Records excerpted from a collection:
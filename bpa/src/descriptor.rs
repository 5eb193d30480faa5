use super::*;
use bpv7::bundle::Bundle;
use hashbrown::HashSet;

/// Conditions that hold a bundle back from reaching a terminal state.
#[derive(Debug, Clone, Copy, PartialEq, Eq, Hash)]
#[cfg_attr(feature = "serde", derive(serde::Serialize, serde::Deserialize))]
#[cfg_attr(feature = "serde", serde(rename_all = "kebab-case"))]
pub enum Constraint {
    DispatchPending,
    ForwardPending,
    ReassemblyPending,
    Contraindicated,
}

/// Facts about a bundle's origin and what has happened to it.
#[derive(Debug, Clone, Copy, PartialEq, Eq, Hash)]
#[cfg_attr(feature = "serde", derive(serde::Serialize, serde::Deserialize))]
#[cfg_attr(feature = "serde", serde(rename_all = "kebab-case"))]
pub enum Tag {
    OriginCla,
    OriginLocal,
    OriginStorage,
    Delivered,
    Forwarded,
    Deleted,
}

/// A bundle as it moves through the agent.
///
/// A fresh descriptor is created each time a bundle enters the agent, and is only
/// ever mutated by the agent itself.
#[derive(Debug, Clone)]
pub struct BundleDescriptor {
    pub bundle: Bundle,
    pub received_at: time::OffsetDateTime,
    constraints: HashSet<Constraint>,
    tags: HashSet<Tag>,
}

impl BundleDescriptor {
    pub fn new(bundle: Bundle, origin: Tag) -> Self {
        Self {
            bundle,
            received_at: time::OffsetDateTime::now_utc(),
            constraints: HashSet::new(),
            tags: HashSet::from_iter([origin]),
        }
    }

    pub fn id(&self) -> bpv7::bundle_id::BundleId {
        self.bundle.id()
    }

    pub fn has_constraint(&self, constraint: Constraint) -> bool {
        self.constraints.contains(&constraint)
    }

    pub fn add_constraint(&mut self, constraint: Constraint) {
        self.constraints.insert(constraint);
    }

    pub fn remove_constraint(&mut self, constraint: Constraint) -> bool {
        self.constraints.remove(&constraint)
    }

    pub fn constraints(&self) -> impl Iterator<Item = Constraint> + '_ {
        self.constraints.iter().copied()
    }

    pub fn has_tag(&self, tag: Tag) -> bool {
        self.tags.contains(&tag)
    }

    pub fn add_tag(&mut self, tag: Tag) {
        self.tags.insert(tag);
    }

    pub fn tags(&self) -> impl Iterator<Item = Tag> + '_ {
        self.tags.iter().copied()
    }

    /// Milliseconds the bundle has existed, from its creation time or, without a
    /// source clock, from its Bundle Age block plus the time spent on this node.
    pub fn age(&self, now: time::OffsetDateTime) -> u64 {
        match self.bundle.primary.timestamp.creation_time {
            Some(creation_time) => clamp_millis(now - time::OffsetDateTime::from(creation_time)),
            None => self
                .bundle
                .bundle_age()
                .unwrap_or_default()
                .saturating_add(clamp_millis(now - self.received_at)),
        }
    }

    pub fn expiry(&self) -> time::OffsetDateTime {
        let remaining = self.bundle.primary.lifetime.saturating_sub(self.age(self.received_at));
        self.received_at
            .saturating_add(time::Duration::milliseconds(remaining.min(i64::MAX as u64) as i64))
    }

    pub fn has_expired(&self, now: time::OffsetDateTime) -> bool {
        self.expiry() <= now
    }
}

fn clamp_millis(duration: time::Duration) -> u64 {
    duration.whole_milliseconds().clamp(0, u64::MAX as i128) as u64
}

Task -
An exact copy of every record is needed, so retype them all.

Your response -
filename bpa/src/descriptor.rs
repository 5eb193d30480faa5
use super::*;
use bpv7::bundle::Bundle;
use hashbrown::HashSet;

/// Conditions that hold a bundle back from reaching a terminal state.
#[derive(Debug, Clone, Copy, PartialEq, Eq, Hash)]
#[cfg_attr(feature = "serde", derive(serde::Serialize, serde::Deserialize))]
#[cfg_attr(feature = "serde", serde(rename_all = "kebab-case"))]
pub enum Constraint {
    DispatchPending,
    ForwardPending,
    ReassemblyPending,
    Contraindicated,
}

/// Facts about a bundle's origin and what has happened to it.
#[derive(Debug, Clone, Copy, PartialEq, Eq, Hash)]
#[cfg_attr(feature = "serde", derive(serde::Serialize, serde::Deserialize))]
#[cfg_attr(feature = "serde", serde(rename_all = "kebab-case"))]
pub enum Tag {
    OriginCla,
    OriginLocal,
    OriginStorage,
    Delivered,
    Forwarded,
    Deleted,
}

/// A bundle as it moves through the agent.
///
/// A fresh descriptor is created each time a bundle enters the agent, and is only
/// ever mutated by the agent itself.
#[derive(Debug, Clone)]
pub struct BundleDescriptor {
    pub bundle: Bundle,
    pub received_at: time::OffsetDateTime,
    constraints: HashSet<Constraint>,
    tags: HashSet<Tag>,
}

impl BundleDescriptor {
    pub fn new(bundle: Bundle, origin: Tag) -> Self {
        Self {
            bundle,
            received_at: time::OffsetDateTime::now_utc(),
            constraints: HashSet::new(),
            tags: HashSet::from_iter([origin]),
        }
    }

    pub fn id(&self) -> bpv7::bundle_id::BundleId {
        self.bundle.id()
    }

    pub fn has_constraint(&self, constraint: Constraint) -> bool {
        self.constraints.contains(&constraint)
    }

    pub fn add_constraint(&mut self, constraint: Constraint) {
        self.constraints.insert(constraint);
    }

    pub fn remove_constraint(&mut self, constraint: Constraint) -> bool {
        self.constraints.remove(&constraint)
    }

    pub fn constraints(&self) -> impl Iterator<Item = Constraint> + '_ {
        self.constraints.iter().copied()
    }

    pub fn has_tag(&self, tag: Tag) -> bool {
        self.tags.contains(&tag)
    }

    pub fn add_tag(&mut self, tag: Tag) {
        self.tags.insert(tag);
    }

    pub fn tags(&self) -> impl Iterator<Item = Tag> + '_ {
        self.tags.iter().copied()
    }

    /// Milliseconds the bundle has existed, from its creation time or, without a
    /// source clock, from its Bundle Age block plus the time spent on this node.
    pub fn age(&self, now: time::OffsetDateTime) -> u64 {
        match self.bundle.primary.timestamp.creation_time {
            Some(creation_time) => clamp_millis(now - time::OffsetDateTime::from(creation_time)),
            None => self
                .bundle
                .bundle_age()
                .unwrap_or_default()
                .saturating_add(clamp_millis(now - self.received_at)),
        }
    }

    pub fn expiry(&self) -> time::OffsetDateTime {
        let remaining = self.bundle.primary.lifetime.saturating_sub(self.age(self.received_at));
        self.received_at
            .saturating_add(time::Duration::milliseconds(remaining.min(i64::MAX as u64) as i64))
    }

    pub fn has_expired(&self, now: time::OffsetDateTime) -> bool {
        self.expiry() <= now
    }
}

fn clamp_millis(duration: time::Duration) -> u64 {
    duration.whole_milliseconds().clamp(0, u64::MAX as i128) as u64
}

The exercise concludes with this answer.